(Collected data entries)
* * *

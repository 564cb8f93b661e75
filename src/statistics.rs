use pathfinding::prelude::bfs;
use serde::Serialize;
use std::fmt;

use crate::algorithms::Algorithm;
use crate::controller::SearchResult;
use crate::grid::{GridEnvironment, Position};
use crate::node::PathRecord;

/// Report for one finished search, in the shape the CLI prints and
/// serializes.
#[derive(Debug, Clone, Serialize)]
pub struct SearchStatistics {
    pub algorithm: Algorithm,
    pub outcome: &'static str,
    pub nodes_explored: usize,
    /// Moves on the returned path.
    pub path_length: Option<usize>,
    pub path_cost: Option<f64>,
    /// Fewest moves from start to target on the grid as it was before the
    /// search started.
    pub optimal_path_length: Option<usize>,
    pub route_efficiency: f64,
    pub elapsed_ms: f64,
    pub dynamic_obstacles: usize,
    pub path: Option<PathRecord>,
}

impl SearchStatistics {
    pub fn from_result(result: &SearchResult, optimal_path_length: Option<usize>) -> Self {
        let path = result.path();
        let mut stats = SearchStatistics {
            algorithm: result.algorithm,
            outcome: result.outcome.label(),
            nodes_explored: result.nodes_explored,
            path_length: path.map(PathRecord::edge_count),
            path_cost: path.map(PathRecord::cost),
            optimal_path_length,
            route_efficiency: 0.0,
            elapsed_ms: result.elapsed.as_secs_f64() * 1000.0,
            dynamic_obstacles: result.dynamic_obstacles.len(),
            path: path.cloned(),
        };
        stats.calculate_efficiency();
        stats
    }

    /// Ratio of moves taken to the reference optimum; 0 when either is
    /// unknown.
    pub fn calculate_efficiency(&mut self) {
        self.route_efficiency = match (self.path_length, self.optimal_path_length) {
            (Some(taken), Some(optimal)) if optimal > 0 => taken as f64 / optimal as f64,
            (Some(0), Some(0)) => 1.0,
            _ => 0.0,
        };
    }

    pub fn extra_moves(&self) -> Option<usize> {
        Some(self.path_length?.saturating_sub(self.optimal_path_length?))
    }
}

impl fmt::Display for SearchStatistics {
    fn fmt(&self, f: &mut fmt::Formatter<'_>) -> fmt::Result {
        writeln!(f, "Algorithm: {}", self.algorithm)?;
        writeln!(f, "Outcome: {}", self.outcome)?;
        writeln!(f, "Nodes Explored: {}", self.nodes_explored)?;
        match (self.path_length, self.path_cost) {
            (Some(length), Some(cost)) => {
                writeln!(f, "Path Length: {} moves", length)?;
                writeln!(f, "Path Cost: {:.3}", cost)?;
            }
            _ => writeln!(f, "Path Length: -")?,
        }
        match self.optimal_path_length {
            Some(optimal) => writeln!(f, "Optimal Path Length: {}", optimal)?,
            None => writeln!(f, "Optimal Path Length: unreachable")?,
        }
        writeln!(f, "Dynamic Obstacles: {}", self.dynamic_obstacles)?;
        writeln!(f, "Elapsed: {:.3} ms", self.elapsed_ms)?;
        writeln!(f, "Route Efficiency: {:.3}", self.route_efficiency)?;

        if let Some(extra) = self.extra_moves() {
            if extra > 0 {
                writeln!(f, "Extra moves over the optimum: {}", extra)?;
            }
        }
        Ok(())
    }
}

/// Fewest moves between the endpoints of `env` as it stands, or `None` if
/// an endpoint is unset or the target is walled off.
pub fn reference_path_length(env: &GridEnvironment) -> Option<usize> {
    let start = env.start()?;
    let target = env.target()?;
    bfs(
        &start,
        |p: &Position| env.get_neighbors(*p),
        |p: &Position| *p == target,
    )
    .map(|path| path.len().saturating_sub(1))
}
use serde::Serialize;
use tracing::info;

use crate::algorithms::Algorithm;
use crate::controller::{SearchController, SearchSettings};
use crate::error::ConfigError;
use crate::events::NullSink;
use crate::grid::GridEnvironment;
use crate::statistics::{reference_path_length, SearchStatistics};

/// Every algorithm run once against copies of the same grid.
#[derive(Debug, Clone, Serialize)]
pub struct ComparisonReport {
    /// Seed shared by every run, so each sees the same obstacle draws.
    pub seed: u64,
    pub optimal_path_length: Option<usize>,
    pub results: Vec<SearchStatistics>,
}

/// Runs all six algorithms on clones of `env`.
///
/// Without a seed in `settings`, one is drawn here and reused for every
/// run.
pub fn run_all_algorithms(
    env: &GridEnvironment,
    settings: SearchSettings,
) -> Result<ComparisonReport, ConfigError> {
    let seed = settings.seed.unwrap_or_else(rand::random);
    let controller = SearchController::new(SearchSettings {
        seed: Some(seed),
        ..settings
    })?;
    let optimal_path_length = reference_path_length(env);

    info!(
        seed,
        algorithms = Algorithm::ALL.len(),
        optimal_path_length,
        "running comparison"
    );

    let mut results = Vec::with_capacity(Algorithm::ALL.len());
    for (i, algorithm) in Algorithm::ALL.into_iter().enumerate() {
        info!(
            "running algorithm {} of {}: {}",
            i + 1,
            Algorithm::ALL.len(),
            algorithm
        );
        let mut grid = env.clone();
        let result = controller.run(&mut grid, algorithm, &mut NullSink);
        results.push(SearchStatistics::from_result(&result, optimal_path_length));
    }

    Ok(ComparisonReport {
        seed,
        optimal_path_length,
        results,
    })
}

/// Prints the comparison as a table followed by a short analysis.
pub fn print_comparison_results(report: &ComparisonReport) {
    println!("\n=== ALGORITHM COMPARISON RESULTS ===");
    println!("Seed: {} (for reproducibility)", report.seed);
    match report.optimal_path_length {
        Some(optimal) => println!("Optimal path length (BFS reference): {}", optimal),
        None => println!("Optimal path length (BFS reference): unreachable"),
    }
    println!();

    println!(
        "{:<14} {:<17} {:<9} {:<7} {:<9} {:<11} {:<10} {:<10}",
        "Algorithm", "Outcome", "Explored", "Moves", "Cost", "Efficiency", "Obstacles", "Time"
    );
    println!("{}", "-".repeat(94));

    for stats in &report.results {
        let moves = stats
            .path_length
            .map_or_else(|| "-".to_string(), |moves| moves.to_string());
        let cost = stats
            .path_cost
            .map_or_else(|| "-".to_string(), |cost| format!("{:.3}", cost));
        println!(
            "{:<14} {:<17} {:<9} {:<7} {:<9} {:<11} {:<10} {:<10}",
            stats.algorithm.to_string(),
            stats.outcome,
            stats.nodes_explored,
            moves,
            cost,
            format!("{:.3}", stats.route_efficiency),
            stats.dynamic_obstacles,
            format!("{:.2}ms", stats.elapsed_ms),
        );
    }
    println!();

    let found: Vec<&SearchStatistics> = report
        .results
        .iter()
        .filter(|stats| stats.path_length.is_some())
        .collect();

    if found.is_empty() {
        println!("No algorithm reached the target.");
        return;
    }

    println!("=== PERFORMANCE ANALYSIS ===");
    if let Some(fewest) = found.iter().min_by_key(|stats| stats.nodes_explored) {
        println!(
            "Fewest expansions: {} ({} nodes)",
            fewest.algorithm, fewest.nodes_explored
        );
    }
    if let Some(shortest) = found.iter().min_by_key(|stats| stats.path_length) {
        println!(
            "Fewest moves: {} ({} moves)",
            shortest.algorithm,
            shortest.path_length.unwrap_or_default()
        );
    }
    if let Some(cheapest) = found.iter().min_by(|a, b| {
        a.path_cost
            .unwrap_or(f64::INFINITY)
            .total_cmp(&b.path_cost.unwrap_or(f64::INFINITY))
    }) {
        println!(
            "Cheapest path: {} (cost {:.3})",
            cheapest.algorithm,
            cheapest.path_cost.unwrap_or_default()
        );
    }
    if let Some(fastest) = found
        .iter()
        .min_by(|a, b| a.elapsed_ms.total_cmp(&b.elapsed_ms))
    {
        println!("Fastest: {} ({:.2}ms)", fastest.algorithm, fastest.elapsed_ms);
    }

    if found.len() > 1 {
        let explored: Vec<usize> = found.iter().map(|stats| stats.nodes_explored).collect();
        let min = explored.iter().copied().min().unwrap_or_default();
        let max = explored.iter().copied().max().unwrap_or_default();
        println!(
            "Expansion range: {} to {} ({:.1}x)",
            min,
            max,
            max as f64 / min.max(1) as f64
        );
    }
}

* * *

Note each line above that contains "PathRecord" and copy it out.

▶ **Your solution**
use crate::node::PathRecord;
    pub path: Option<PathRecord>,
            path_length: path.map(PathRecord::edge_count),
            path_cost: path.map(PathRecord::cost),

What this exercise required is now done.